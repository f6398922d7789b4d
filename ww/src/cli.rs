//! CLI command definitions and subcommands

use clap::{Parser, Subcommand};
use std::path::PathBuf;
use tracing::debug;

/// WanderWise - conversational trip planner
#[derive(Parser)]
#[command(name = "ww", version, about = "Plan trips by chatting; suggestions become illustrated cards")]
pub struct Cli {
    /// Path to config file
    #[arg(short, long, global = true, help = "Path to config file")]
    pub config: Option<PathBuf>,

    /// Log level (TRACE, DEBUG, INFO, WARN, ERROR)
    #[arg(
        short = 'l',
        long = "log-level",
        global = true,
        help = "Log level (TRACE, DEBUG, INFO, WARN, ERROR)"
    )]
    pub log_level: Option<String>,

    /// Subcommand to execute (defaults to chat)
    #[command(subcommand)]
    pub command: Option<Command>,
}

/// CLI subcommands
#[derive(Debug, Subcommand)]
pub enum Command {
    /// Start an interactive trip-planning chat
    Chat {
        /// First message to send before prompting
        message: Option<String>,
    },

    /// Extract recommendations from a saved assistant reply (no network)
    Extract {
        /// File containing the reply; reads stdin when omitted
        file: Option<PathBuf>,

        /// Output format
        #[arg(short, long, default_value = "text")]
        format: OutputFormat,

        /// Number of card columns (defaults to layout.columns from config)
        #[arg(long)]
        columns: Option<usize>,
    },
}

/// Log file location
pub fn get_log_path() -> PathBuf {
    dirs::data_local_dir()
        .unwrap_or_else(|| PathBuf::from("."))
        .join("wanderwise")
        .join("logs")
        .join("wanderwise.log")
}

/// Output format for the extract command
#[derive(Clone, Debug, Default, PartialEq, Eq)]
pub enum OutputFormat {
    #[default]
    Text,
    Json,
}

impl std::str::FromStr for OutputFormat {
    type Err = String;

    fn from_str(s: &str) -> Result<Self, Self::Err> {
        debug!(%s, "OutputFormat::from_str: called");
        match s.to_lowercase().as_str() {
            "text" | "plain" => Ok(Self::Text),
            "json" => Ok(Self::Json),
            _ => {
                debug!(%s, "OutputFormat::from_str: unknown format");
                Err(format!("Unknown format: {}. Use: text or json", s))
            }
        }
    }
}

impl std::fmt::Display for OutputFormat {
    fn fmt(&self, f: &mut std::fmt::Formatter<'_>) -> std::fmt::Result {
        match self {
            Self::Text => write!(f, "text"),
            Self::Json => write!(f, "json"),
        }
    }
}

#[cfg(test)]
mod tests {
    use super::*;

    #[test]
    fn test_cli_parse_no_command() {
        let cli = Cli::parse_from(["ww"]);
        assert!(cli.command.is_none());
        assert!(cli.config.is_none());
    }

    #[test]
    fn test_cli_parse_chat_with_message() {
        let cli = Cli::parse_from(["ww", "chat", "I want to see glaciers"]);
        match cli.command {
            Some(Command::Chat { message }) => assert_eq!(message.as_deref(), Some("I want to see glaciers")),
            other => panic!("Expected Chat, got {:?}", other),
        }
    }

    #[test]
    fn test_cli_parse_extract() {
        let cli = Cli::parse_from(["ww", "extract", "reply.txt", "--format", "json", "--columns", "2"]);
        match cli.command {
            Some(Command::Extract { file, format, columns }) => {
                assert_eq!(file, Some(PathBuf::from("reply.txt")));
                assert_eq!(format, OutputFormat::Json);
                assert_eq!(columns, Some(2));
            }
            other => panic!("Expected Extract, got {:?}", other),
        }
    }

    #[test]
    fn test_cli_global_options() {
        let cli = Cli::parse_from(["ww", "extract", "--log-level", "debug", "-c", "custom.yml"]);
        assert_eq!(cli.log_level.as_deref(), Some("debug"));
        assert_eq!(cli.config, Some(PathBuf::from("custom.yml")));
    }

    #[test]
    fn test_output_format_from_str() {
        assert_eq!("TEXT".parse::<OutputFormat>().unwrap(), OutputFormat::Text);
        assert_eq!("json".parse::<OutputFormat>().unwrap(), OutputFormat::Json);
        assert!("table".parse::<OutputFormat>().is_err());
    }

    #[test]
    fn test_log_path_file_name() {
        assert!(get_log_path().ends_with("wanderwise/logs/wanderwise.log"));
    }
}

══════

When a line in the material above includes "logs", report that line by copying it.

        .join("logs")
        assert!(get_log_path().ends_with("wanderwise/logs/wanderwise.log"));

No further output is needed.